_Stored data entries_

//! Engine context
//!
//! A [`Context`] owns the buffer and source tables, the listener state, and
//! the mixer backend, and is the only public entry point. Every fallible
//! operation returns a [`Result`] and additionally records its error code in
//! the context's last-error register, which [`Context::last_error`] reads
//! and clears.
//!
//! Parameter changes do not reach the mixer immediately. Sources are marked
//! dirty and folded into voice settings by the periodic update pass, driven
//! by the backend's mix cadence. [`Context::suspend`] withholds those passes
//! (audio keeps playing with stale settings) and [`Context::process`]
//! resumes them with a forced pass, which offline callers also use to apply
//! changes deterministically between renders.

use std::sync::atomic::{AtomicBool, Ordering};
use std::sync::{Arc, Mutex};

use glam::Vec3;
use tracing::{debug, info, warn};

use crate::backend::voice::{MAX_MONO_VOICES, MAX_STEREO_VOICES};
use crate::backend::{BackendKind, DirectMixer, GraphMixer, Mixer, OfflineMixer};
use crate::buffer::Buffer;
use crate::error::{Error, ErrorCode, Result};
use crate::panner::{DistanceModel, Panner};
use crate::registry::NameTable;
use crate::source::{Source, SourceParams, QUEUE_DEPTH};
use crate::types::{
    AudioFrame, BufferId, BufferState, PlaybackMode, SampleFormat, SourceId, SourceState,
    StreamFormat, MAX_FREQUENCY,
};

/// Extension identifiers this engine honors
pub const EXTENSIONS: &[&str] = &[
    "ALC_EXT_CAPTURE",
    "AL_EXT_LINEAR_DISTANCE",
    "AL_EXT_EXPONENT_DISTANCE",
];

/// Names of the available output devices
pub fn output_devices() -> Result<Vec<String>> {
    crate::backend::sink::DeviceSink::list_devices()
}

/// Settings for [`Context::open`]
#[derive(Debug, Clone)]
pub struct ContextConfig {
    pub backend: BackendKind,
    /// Output device name, None for the system default
    pub device: Option<String>,
    /// Requested output rate in Hz; the device may override it
    pub frequency: u32,
    /// Update passes per second
    pub refresh: u32,
    /// Advisory voice counts, capped at the engine budgets
    pub mono_sources: u32,
    pub stereo_sources: u32,
}

impl Default for ContextConfig {
    fn default() -> Self {
        Self {
            backend: BackendKind::Graph,
            device: None,
            frequency: 48_000,
            refresh: 60,
            mono_sources: MAX_MONO_VOICES as u32,
            stereo_sources: MAX_STEREO_VOICES as u32,
        }
    }
}

/// Negotiated context attributes, queryable after open
#[derive(Debug, Clone, Copy, PartialEq, Eq)]
pub struct ContextAttributes {
    /// Actual output rate in Hz
    pub frequency: u32,
    pub refresh: u32,
    /// Always false; the engine only operates asynchronously
    pub sync: bool,
    pub mono_sources: u32,
    pub stereo_sources: u32,
}

/// State shared with the backend's update hook
struct Engine {
    mixer: Arc<dyn Mixer>,
    sources: Mutex<NameTable<Source>>,
    panner: Mutex<Panner>,
}

impl Engine {
    /// One update pass: relink loops and push dirty parameters to voices
    fn update_all(&self) {
        let mut sources = self.sources.lock().unwrap();
        let panner = self.panner.lock().unwrap();
        for (_, source) in sources.iter_mut() {
            source.sync_voice(self.mixer.as_ref(), &panner);
        }
    }

    fn mark_all_dirty(&self) {
        for (_, source) in self.sources.lock().unwrap().iter_mut() {
            source.mark_dirty();
        }
    }
}

/// An audio engine instance
pub struct Context {
    engine: Arc<Engine>,
    buffers: Mutex<NameTable<Buffer>>,
    last_error: Mutex<ErrorCode>,
    suspended: AtomicBool,
    refresh: u32,
    mono_sources: u32,
    stereo_sources: u32,
    eager_buffers: bool,
}

impl std::fmt::Debug for Context {
    fn fmt(&self, f: &mut std::fmt::Formatter<'_>) -> std::fmt::Result {
        f.debug_struct("Context")
            .field("refresh", &self.refresh)
            .field("mono_sources", &self.mono_sources)
            .field("stereo_sources", &self.stereo_sources)
            .field("suspended", &self.suspended)
            .field("eager_buffers", &self.eager_buffers)
            .finish_non_exhaustive()
    }
}
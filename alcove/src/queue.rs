//! Per-source slot ring for streamed playback
//!
//! The ring multiplexes application-supplied buffers into a fixed set of
//! playback slots the mixer walks via per-slot next links. Two bitmasks track
//! occupancy: `queued` marks slots holding data the mixer has not finished,
//! `processed` marks slots consumed and awaiting unqueue. A slot index is in
//! at most one mask at a time and `queued | processed` never exceeds the
//! capacity.
//!
//! Pushes advance round-robin from `last_pushed`; pops release slots in push
//! order from `head`. Occupied slots therefore form a contiguous run in ring
//! order, which is what guarantees FIFO hand-back and makes the free-slot
//! computation a single modular increment.
//!
//! The ring lives behind a mutex shared between the owning source and its
//! mixer voice. Every method here assumes the caller holds that lock.

use std::sync::Arc;

use tracing::trace;

use crate::buffer::PcmData;
use crate::error::{Error, Result};
use crate::types::{BufferId, PlaybackMode, StreamFormat};

/// Slot replay count meaning "repeat forever" (looping static attach)
pub const LOOP_ENDLESS: u32 = u32::MAX;

/// One playback slot
#[derive(Debug, Default, Clone)]
pub struct Slot {
    buffer: Option<BufferId>,
    pcm: Option<Arc<PcmData>>,
    byte_len: usize,
    loops: u32,
    next: Option<usize>,
}

impl Slot {
    /// Handle of the buffer this slot holds (kept until pop, even after the
    /// mixer consumed the data)
    pub fn buffer(&self) -> Option<BufferId> {
        self.buffer
    }

    /// Sample payload, None once the mixer consumed the slot
    pub fn pcm(&self) -> Option<&Arc<PcmData>> {
        self.pcm.as_ref()
    }

    pub fn byte_len(&self) -> usize {
        self.byte_len
    }

    /// Remaining replays of this slot before following `next`
    pub fn loops(&self) -> u32 {
        self.loops
    }

    /// Chain link to the slot the mixer plays after this one
    pub fn next(&self) -> Option<usize> {
        self.next
    }

    fn clear(&mut self) {
        *self = Slot::default();
    }

    fn is_empty(&self) -> bool {
        self.buffer.is_none()
    }
}

/// Fixed-capacity ring of playback slots with queued/processed tracking
#[derive(Debug)]
pub struct SlotRing {
    slots: Vec<Slot>,
    queued: u32,
    processed: u32,
    /// Index of the most recently written slot; None until the first push
    last_pushed: Option<usize>,
    /// Oldest slot not yet popped; pops advance this in ring order
    head: usize,
    mode: PlaybackMode,
    /// Rate/channel constraint recorded on the first push or attach
    stream: Option<StreamFormat>,
}

impl SlotRing {
    /// Create an empty ring. Capacity is backend-determined and must fit the
    /// 32-bit occupancy masks.
    pub fn new(capacity: usize) -> Self {
        assert!(capacity > 0 && capacity <= 32, "ring capacity out of range");
        Self {
            slots: vec![Slot::default(); capacity],
            queued: 0,
            processed: 0,
            last_pushed: None,
            head: 0,
            mode: PlaybackMode::Undetermined,
            stream: None,
        }
    }

    pub fn capacity(&self) -> usize {
        self.slots.len()
    }

    pub fn mode(&self) -> PlaybackMode {
        self.mode
    }

    /// Stream constraint established by the first push or attach
    pub fn stream(&self) -> Option<StreamFormat> {
        self.stream
    }

    pub fn queued_count(&self) -> usize {
        self.queued.count_ones() as usize
    }

    pub fn processed_count(&self) -> usize {
        self.processed.count_ones() as usize
    }

    pub fn slot(&self, idx: usize) -> &Slot {
        &self.slots[idx]
    }

    pub fn is_queued(&self, idx: usize) -> bool {
        self.queued & (1 << idx) != 0
    }

    pub fn is_processed(&self, idx: usize) -> bool {
        self.processed & (1 << idx) != 0
    }

    /// Index of the most recently written slot
    pub fn last_pushed(&self) -> Option<usize> {
        self.last_pushed
    }

    /// Oldest slot still holding queued data, scanning in ring order from the
    /// FIFO head. This is where playback starts and where a loop cycle closes.
    pub fn first_queued(&self) -> Option<usize> {
        let n = self.capacity();
        (0..n)
            .map(|step| (self.head + step) % n)
            .find(|idx| self.is_queued(*idx))
    }

    /// Append a buffer to the stream ring.
    ///
    /// Establishes Streaming mode on first use. Fails with InvalidOperation
    /// in Static mode, and with InvalidValue when the ring is full or the
    /// payload's rate/channels do not match the session constraint. On error
    /// nothing is mutated.
    pub fn push(&mut self, buffer: BufferId, pcm: Arc<PcmData>) -> Result<usize> {
        if self.mode == PlaybackMode::Static {
            return Err(Error::InvalidOperation(
                "cannot queue buffers on a static source".to_string(),
            ));
        }

        let occupied = (self.queued | self.processed).count_ones() as usize;
        if occupied >= self.capacity() {
            return Err(Error::InvalidValue(format!(
                "too many buffers queued, ring holds {}",
                self.capacity()
            )));
        }

        let format = StreamFormat {
            rate: pcm.rate,
            channels: pcm.format.channels(),
        };
        match self.stream {
            Some(session) if session != format => {
                return Err(Error::InvalidValue(format!(
                    "stream format {}Hz/{}ch does not match session {}Hz/{}ch",
                    format.rate, format.channels, session.rate, session.channels
                )));
            }
            Some(_) => {}
            None => self.stream = Some(format),
        }

        let next_idx = match self.last_pushed {
            Some(last) => (last + 1) % self.capacity(),
            None => 0,
        };
        debug_assert!(self.slots[next_idx].is_empty(), "push target slot occupied");

        if let Some(last) = self.last_pushed {
            self.slots[last].next = Some(next_idx);
        }
        self.slots[next_idx] = Slot {
            buffer: Some(buffer),
            byte_len: pcm.bytes.len(),
            pcm: Some(pcm),
            loops: 0,
            next: None,
        };
        self.queued |= 1 << next_idx;
        self.last_pushed = Some(next_idx);
        self.mode = PlaybackMode::Streaming;

        trace!(slot = next_idx, %buffer, "buffer queued");
        Ok(next_idx)
    }

    /// Install a single attached buffer, bypassing the mask scheme's
    /// multi-slot bookkeeping: the data occupies one dedicated slot that is
    /// never marked processed.
    ///
    /// The ring must be empty (callers drop held buffers first when switching
    /// modes).
    pub fn attach_static(&mut self, buffer: BufferId, pcm: Arc<PcmData>, looping: bool) {
        debug_assert_eq!(self.queued | self.processed, 0, "attach over held buffers");

        self.stream = Some(StreamFormat {
            rate: pcm.rate,
            channels: pcm.format.channels(),
        });
        self.slots[0] = Slot {
            buffer: Some(buffer),
            byte_len: pcm.bytes.len(),
            pcm: Some(pcm),
            loops: if looping { LOOP_ENDLESS } else { 0 },
            next: None,
        };
        self.queued = 1;
        self.processed = 0;
        self.head = 0;
        self.last_pushed = Some(0);
        self.mode = PlaybackMode::Static;
    }

    /// Update the attached slot's replay count when looping is toggled on a
    /// static source.
    pub fn set_static_looping(&mut self, looping: bool) {
        if self.mode == PlaybackMode::Static {
            self.slots[0].loops = if looping { LOOP_ENDLESS } else { 0 };
        }
    }

    /// Transition a slot the mixer has finished with.
    ///
    /// Runs in the mixer's callback context with the ring lock already held:
    /// flips queued → processed and drops the slot's payload reference so the
    /// mixer will not revisit it. The buffer handle stays for the eventual
    /// pop. No allocation happens here; dropping the payload `Arc` cannot
    /// free the samples because the owning buffer keeps its own clone.
    pub fn mark_consumed(&mut self, idx: usize) {
        let bit = 1u32 << idx;
        if self.queued & bit == 0 {
            trace!(slot = idx, "consumption for a slot no longer queued, ignoring");
            return;
        }
        self.queued &= !bit;
        self.processed |= bit;
        self.slots[idx].pcm = None;
    }

    /// Hand back up to `count` consumed buffers in push order.
    ///
    /// Fails with InvalidOperation in Static mode and with InvalidValue when
    /// fewer than `count` slots are ready at the FIFO head. The caller drops
    /// the buffer references for the returned handles.
    pub fn pop(&mut self, count: usize) -> Result<Vec<BufferId>> {
        if self.mode == PlaybackMode::Static {
            return Err(Error::InvalidOperation(
                "cannot unqueue buffers from a static source".to_string(),
            ));
        }

        let ready = self.processed_prefix_len();
        if count > ready {
            return Err(Error::InvalidValue(format!(
                "{count} buffers requested, {ready} processed"
            )));
        }

        let mut out = Vec::with_capacity(count);
        for _ in 0..count {
            let idx = self.head;
            debug_assert!(self.is_processed(idx));
            let buffer = self.slots[idx].buffer.take();
            out.push(buffer.expect("processed slot without a buffer handle"));
            self.processed &= !(1 << idx);
            self.slots[idx].clear();
            if self.last_pushed == Some(idx) {
                self.last_pushed = None;
                // Ring fully drained; restart fresh so the next push lands on
                // slot 0 with a clean chain.
                self.head = 0;
            } else {
                self.head = (idx + 1) % self.capacity();
            }
        }

        trace!(popped = out.len(), "buffers unqueued");
        Ok(out)
    }

    /// Consecutive processed slots at the FIFO head
    fn processed_prefix_len(&self) -> usize {
        let n = self.capacity();
        (0..n)
            .map(|step| (self.head + step) % n)
            .take_while(|idx| self.is_processed(*idx))
            .count()
    }

    /// Clear every slot and reset the ring to its initial state.
    ///
    /// Returns the handles that were still held (queued or processed) so the
    /// caller can release exactly the references taken at push/attach time.
    pub fn drop_all(&mut self) -> Vec<BufferId> {
        let mut released = Vec::new();
        for slot in &mut self.slots {
            if let Some(buffer) = slot.buffer.take() {
                released.push(buffer);
            }
            slot.clear();
        }
        self.queued = 0;
        self.processed = 0;
        self.last_pushed = None;
        self.head = 0;
        self.mode = PlaybackMode::Undetermined;
        self.stream = None;
        released
    }

    /// Re-derive the tail slot's chain link for the current looping policy.
    ///
    /// With looping enabled the last-written slot links back to the oldest
    /// queued slot, forming a cycle the mixer follows without ever marking
    /// slots processed. With looping disabled the chain is re-terminated so
    /// playback drains naturally. Called from the periodic update pass, not
    /// from the mixer callback.
    pub fn relink_for_loop(&mut self, looping: bool) {
        if self.mode != PlaybackMode::Streaming {
            return;
        }
        let Some(last) = self.last_pushed else {
            return;
        };
        self.slots[last].next = if looping { self.first_queued() } else { None };
    }
}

_Work to be completed_
Among the records above, count the lines that include the word "cycle" and state the number by itself.

_Exercise response_
2